Couldn't you have just posted this in the Hurwitz dedicated thread? Anyway, my opinion of Hurwitz is he's no better than anyone with knowledge about classical music and that has been listening a long-time. In other words, his opinion isn't any more valid than my own, but he passes his own off as being rooted in fact when obviously it isn't.


----------



## KevinW (Nov 21, 2021)

Neo Romanza said:


> Couldn't you have just posted this in the Hurwitz dedicated thread? Anyway, my opinion of Hurwitz is he's no better than anyone with knowledge about classical music and that has been listening a long-time. In other words, his opinion isn't any more valid than my own, but he passes his own off as being rooted in fact when obviously it isn't.


Well, my main point lies in the second paragraph, so I did not put this thread under the Hurwitz one. Maybe I should change the name of the thread. I know Hurwitz is nothing maestro in Classical Music review, but he is the only guy making videos on YouTube that I can find so far. For less experienced listeners like me, I had no choice but watch his videos, and the best we can do is to try our best to figure out what he said that doesn't make sense. So if you hate Hurwitz, please just recommend some more credulous Classical Music critics or become one yourself.


----------



## mbhaub (Dec 2, 2016)

I watched that video today and was not impressed at all. Maybe because I've studied orchestration and have owned that particular score for a long time and performed the symphony. Perhaps a total neophyte may learn something, but he either doesn't know, or can't explain just why that huge chord sounds the way it does. He gives some glib generalities and mentions the lack of trombones, but there's a lot more to it than that. Creating a big, full sound isn't that difficult and there were plenty of composers at that time in history who had figured it out. Hurwitz's film score videos are better. Leave the orchestration lessons to the pros, and there are plenty of those on YouTube already.


----------



## AndorFoldes (Aug 25, 2012)

mbhaub said:


> Leave the orchestration lessons to the pros, and there are plenty of those on YouTube already.

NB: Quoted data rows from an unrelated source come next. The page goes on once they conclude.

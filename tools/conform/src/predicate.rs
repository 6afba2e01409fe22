use std::fmt;

use serde::Serialize;

/// A named, pure check over raw document text.
///
/// Stored as a plain function pointer so predicate tables can live in `const`s and be
/// listed, serialized and unit-tested without touching the filesystem.
#[derive(Clone, Copy, Serialize)]
pub struct Predicate {
    pub name: &'static str,
    pub description: &'static str,
    #[serde(skip)]
    test: fn(&str) -> bool,
}

impl Predicate {
    pub const fn new(name: &'static str, description: &'static str, test: fn(&str) -> bool) -> Self {
        Self {
            name,
            description,
            test,
        }
    }

    pub fn check(&self, text: &str) -> bool {
        (self.test)(text)
    }
}

impl fmt::Debug for Predicate {
    fn fmt(&self, f: &mut fmt::Formatter<'_>) -> fmt::Result {
        f.debug_struct("Predicate")
            .field("name", &self.name)
            .field("description", &self.description)
            .finish_non_exhaustive()
    }
}

/// True if a top-level `# ` heading starts one of the first `max_lines` lines.
pub fn heading_within(text: &str, max_lines: usize) -> bool {
    text.lines()
        .take(max_lines)
        .any(|line| line.trim().starts_with("# "))
}

/// True if, after the first top-level heading, some non-heading line is longer than
/// `min_len` bytes once trimmed.
pub fn prose_after_title(text: &str, min_len: usize) -> bool {
    let mut found_title = false;
    for line in text.lines() {
        let trimmed = line.trim();
        if trimmed.starts_with("# ") {
            found_title = true;
            continue;
        }
        if found_title && trimmed.len() > min_len && !trimmed.starts_with('#') {
            return true;
        }
    }
    false
}

pub fn has_any(text: &str, needles: &[&str]) -> bool {
    needles.iter().any(|n| text.contains(n))
}

pub fn has_all(text: &str, needles: &[&str]) -> bool {
    needles.iter().all(|n| text.contains(n))
}

/// Case-insensitive `has_any`. Needles are expected in lowercase.
pub fn mentions_any(text: &str, needles: &[&str]) -> bool {
    has_any(&text.to_lowercase(), needles)
}

/// Case-insensitive `has_all`. Needles are expected in lowercase.
pub fn mentions_all(text: &str, needles: &[&str]) -> bool {
    has_all(&text.to_lowercase(), needles)
}

pub fn occurrences_at_least(text: &str, marker: &str, min: usize) -> bool {
    text.matches(marker).count() >= min
}

#[cfg(test)]
mod tests {
    use super::*;

    #[test]
    fn heading_must_be_inside_window() {
        let late = format!("{}# Title\n", "line\n".repeat(11));
        assert!(!heading_within(&late, 11));
        let early = format!("{}# Title\n", "line\n".repeat(10));
        assert!(heading_within(&early, 11));
    }

    #[test]
    fn subheading_is_not_a_title() {
        assert!(!heading_within("## Setup\n", 11));
        assert!(heading_within("   # Indented title\n", 11));
    }

    #[test]
    fn prose_requires_a_title_first() {
        let text = "A long enough description line here\n# Title\n";
        assert!(!prose_after_title(text, 20));
    }

    #[test]
    fn prose_ignores_short_lines_and_headings() {
        assert!(!prose_after_title("# Title\nshort\n## A heading that is long enough\n", 20));
        assert!(prose_after_title("# Title\n\nA todo app with a REST backend.\n", 20));
    }

    #[test]
    fn occurrence_counting() {
        assert!(occurrences_at_least("✅ a ✅ b ✅ c", "✅", 3));
        assert!(!occurrences_at_least("✅ a ✅ b", "✅", 3));
    }

    #[test]
    fn mentions_are_case_insensitive() {
        assert!(mentions_any("See TROUBLESHOOTING below", &["troubleshooting"]));
        assert!(mentions_all("React, Express and PostgreSQL", &["react", "express", "postgresql"]));
        assert!(!mentions_all("React only", &["react", "express"]));
    }

    #[test]
    fn predicate_runs_its_function() {
        let p = Predicate::new("non-empty", "has text", |t| !t.is_empty());
        assert!(p.check("x"));
        assert!(!p.check(""));
        assert!(format!("{p:?}").contains("non-empty"));
    }
}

I would have to agree with this. What makes his channel unique is that he talks about recordings.


----------



## RobertJTh (Sep 19, 2021)

What I missed in the Mahler video was that Mahler instructed the four horns to play with "Schalltrichter hoch", which is another way to compensate for the lack of trombones with more volume from the horns. A significant detail (and in concert registrations it always looks spectacular...)


----------



## Sid James (Feb 7, 2009)

I've tended to enjoy his videos and get something out of them every time. Same with this one, and for those looking for more in-depth analysis, Hurwitz does mention that it can be done elsewhere. I think its a good idea to focus on a key moment in a work as a sort of taster. I also like how he's inviting listeners to give their suggestions for future videos.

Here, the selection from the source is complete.